PROBLEM TO SOLVE » All that is needed is a count of the lines in this data that contain the word "Handvoll".

++++++

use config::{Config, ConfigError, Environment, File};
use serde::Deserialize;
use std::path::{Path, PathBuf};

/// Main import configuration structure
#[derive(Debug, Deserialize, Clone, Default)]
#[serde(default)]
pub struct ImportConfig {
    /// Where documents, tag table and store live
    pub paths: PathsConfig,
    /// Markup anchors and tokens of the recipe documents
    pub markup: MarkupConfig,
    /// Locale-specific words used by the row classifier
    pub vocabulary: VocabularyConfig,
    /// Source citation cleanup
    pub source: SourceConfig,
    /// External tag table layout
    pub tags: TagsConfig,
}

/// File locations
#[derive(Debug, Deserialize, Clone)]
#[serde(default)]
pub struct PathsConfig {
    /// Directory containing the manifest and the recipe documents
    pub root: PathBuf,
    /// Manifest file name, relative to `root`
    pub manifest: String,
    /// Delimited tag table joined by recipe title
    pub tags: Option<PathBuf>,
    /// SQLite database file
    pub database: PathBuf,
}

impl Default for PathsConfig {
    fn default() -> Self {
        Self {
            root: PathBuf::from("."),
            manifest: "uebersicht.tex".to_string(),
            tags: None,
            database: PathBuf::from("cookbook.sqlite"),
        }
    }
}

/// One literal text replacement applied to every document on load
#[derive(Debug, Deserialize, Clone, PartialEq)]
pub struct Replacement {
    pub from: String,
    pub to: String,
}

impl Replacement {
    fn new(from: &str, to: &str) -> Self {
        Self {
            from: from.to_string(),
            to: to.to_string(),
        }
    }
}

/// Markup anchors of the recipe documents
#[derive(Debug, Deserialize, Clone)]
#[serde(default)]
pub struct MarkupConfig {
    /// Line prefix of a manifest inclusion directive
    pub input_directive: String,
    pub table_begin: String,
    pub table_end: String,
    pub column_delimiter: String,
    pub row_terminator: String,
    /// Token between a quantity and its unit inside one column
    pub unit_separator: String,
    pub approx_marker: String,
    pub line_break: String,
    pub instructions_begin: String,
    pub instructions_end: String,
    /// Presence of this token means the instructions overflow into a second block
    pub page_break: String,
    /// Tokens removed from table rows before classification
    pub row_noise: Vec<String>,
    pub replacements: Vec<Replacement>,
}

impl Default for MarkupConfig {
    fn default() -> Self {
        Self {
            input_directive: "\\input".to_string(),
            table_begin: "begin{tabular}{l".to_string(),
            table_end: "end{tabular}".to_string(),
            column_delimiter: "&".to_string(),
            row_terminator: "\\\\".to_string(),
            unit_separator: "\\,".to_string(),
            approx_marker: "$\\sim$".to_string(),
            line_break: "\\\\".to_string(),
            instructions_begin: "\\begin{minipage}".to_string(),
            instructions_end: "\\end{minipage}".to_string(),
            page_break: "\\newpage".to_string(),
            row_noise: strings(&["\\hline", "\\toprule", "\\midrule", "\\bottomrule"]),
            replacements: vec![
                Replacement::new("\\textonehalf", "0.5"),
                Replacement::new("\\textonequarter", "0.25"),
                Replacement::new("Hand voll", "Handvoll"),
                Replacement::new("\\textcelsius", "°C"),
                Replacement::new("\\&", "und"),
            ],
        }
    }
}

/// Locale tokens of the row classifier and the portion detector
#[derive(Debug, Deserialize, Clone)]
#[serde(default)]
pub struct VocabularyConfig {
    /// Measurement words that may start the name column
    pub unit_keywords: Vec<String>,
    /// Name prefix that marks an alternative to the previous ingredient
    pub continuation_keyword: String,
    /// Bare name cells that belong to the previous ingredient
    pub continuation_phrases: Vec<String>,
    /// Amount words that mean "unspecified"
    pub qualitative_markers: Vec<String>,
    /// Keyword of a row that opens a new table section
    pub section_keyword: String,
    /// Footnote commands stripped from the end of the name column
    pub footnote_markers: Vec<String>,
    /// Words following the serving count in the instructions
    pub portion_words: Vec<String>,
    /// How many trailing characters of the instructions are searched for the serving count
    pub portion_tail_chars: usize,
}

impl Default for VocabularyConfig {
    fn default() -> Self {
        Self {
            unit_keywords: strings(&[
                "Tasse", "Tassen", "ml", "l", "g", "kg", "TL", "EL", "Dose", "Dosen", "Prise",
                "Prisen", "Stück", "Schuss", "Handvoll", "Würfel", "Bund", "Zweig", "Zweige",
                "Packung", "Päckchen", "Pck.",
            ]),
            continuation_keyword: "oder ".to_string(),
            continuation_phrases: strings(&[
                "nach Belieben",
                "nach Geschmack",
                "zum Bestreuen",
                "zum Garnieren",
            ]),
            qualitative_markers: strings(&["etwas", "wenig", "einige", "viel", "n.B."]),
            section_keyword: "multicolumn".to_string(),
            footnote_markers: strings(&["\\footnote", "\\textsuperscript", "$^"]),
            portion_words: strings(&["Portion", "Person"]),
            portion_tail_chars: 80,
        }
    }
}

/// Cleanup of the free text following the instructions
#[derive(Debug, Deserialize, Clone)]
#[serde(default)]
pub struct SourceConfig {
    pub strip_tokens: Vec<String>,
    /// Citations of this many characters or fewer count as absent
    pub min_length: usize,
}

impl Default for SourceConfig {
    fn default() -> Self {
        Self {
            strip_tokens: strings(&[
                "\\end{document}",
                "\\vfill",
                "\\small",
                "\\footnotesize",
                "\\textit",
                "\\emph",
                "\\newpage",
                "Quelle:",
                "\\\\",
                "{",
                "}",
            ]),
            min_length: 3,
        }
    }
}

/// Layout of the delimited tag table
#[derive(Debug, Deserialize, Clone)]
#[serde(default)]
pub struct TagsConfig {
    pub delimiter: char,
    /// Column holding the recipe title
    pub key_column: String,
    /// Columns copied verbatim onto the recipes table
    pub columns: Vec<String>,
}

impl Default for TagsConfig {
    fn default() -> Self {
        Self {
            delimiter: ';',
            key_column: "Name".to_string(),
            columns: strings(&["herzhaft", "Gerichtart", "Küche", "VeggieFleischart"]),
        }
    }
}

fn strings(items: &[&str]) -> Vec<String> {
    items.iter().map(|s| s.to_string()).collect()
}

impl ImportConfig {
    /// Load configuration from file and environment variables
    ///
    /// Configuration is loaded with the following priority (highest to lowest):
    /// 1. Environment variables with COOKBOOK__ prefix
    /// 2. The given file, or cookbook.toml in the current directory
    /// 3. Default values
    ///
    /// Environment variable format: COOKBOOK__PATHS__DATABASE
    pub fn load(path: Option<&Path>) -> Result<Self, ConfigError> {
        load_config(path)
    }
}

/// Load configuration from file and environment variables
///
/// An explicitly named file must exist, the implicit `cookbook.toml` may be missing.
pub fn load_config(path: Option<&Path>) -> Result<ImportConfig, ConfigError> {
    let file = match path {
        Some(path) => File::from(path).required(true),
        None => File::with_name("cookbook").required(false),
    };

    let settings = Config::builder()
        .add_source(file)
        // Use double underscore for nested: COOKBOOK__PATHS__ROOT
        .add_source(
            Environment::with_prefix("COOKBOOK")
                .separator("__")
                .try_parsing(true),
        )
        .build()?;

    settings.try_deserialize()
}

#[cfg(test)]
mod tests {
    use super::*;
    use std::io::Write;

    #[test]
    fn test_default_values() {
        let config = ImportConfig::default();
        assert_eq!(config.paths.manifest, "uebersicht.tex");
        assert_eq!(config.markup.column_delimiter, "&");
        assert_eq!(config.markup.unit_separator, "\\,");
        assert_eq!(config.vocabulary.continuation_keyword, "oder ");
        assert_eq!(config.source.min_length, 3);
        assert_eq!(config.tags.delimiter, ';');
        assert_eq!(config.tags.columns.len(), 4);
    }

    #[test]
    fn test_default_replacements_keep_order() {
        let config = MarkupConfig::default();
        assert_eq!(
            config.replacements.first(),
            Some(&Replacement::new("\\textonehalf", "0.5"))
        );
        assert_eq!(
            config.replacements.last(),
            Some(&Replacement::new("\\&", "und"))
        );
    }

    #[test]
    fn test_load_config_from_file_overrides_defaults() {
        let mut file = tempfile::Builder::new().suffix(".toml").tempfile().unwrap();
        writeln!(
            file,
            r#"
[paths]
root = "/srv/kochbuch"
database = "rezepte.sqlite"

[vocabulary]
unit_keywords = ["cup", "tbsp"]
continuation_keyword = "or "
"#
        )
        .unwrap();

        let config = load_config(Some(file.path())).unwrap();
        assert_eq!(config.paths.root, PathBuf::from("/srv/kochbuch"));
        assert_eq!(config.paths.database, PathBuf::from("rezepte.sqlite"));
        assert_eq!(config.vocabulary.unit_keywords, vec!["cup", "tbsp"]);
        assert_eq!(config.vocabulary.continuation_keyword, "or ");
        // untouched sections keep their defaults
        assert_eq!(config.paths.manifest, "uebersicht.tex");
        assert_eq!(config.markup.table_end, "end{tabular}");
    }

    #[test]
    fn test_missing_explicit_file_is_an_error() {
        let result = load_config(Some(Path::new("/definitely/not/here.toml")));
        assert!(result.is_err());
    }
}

++++++

REPLY TO THE TASK » 2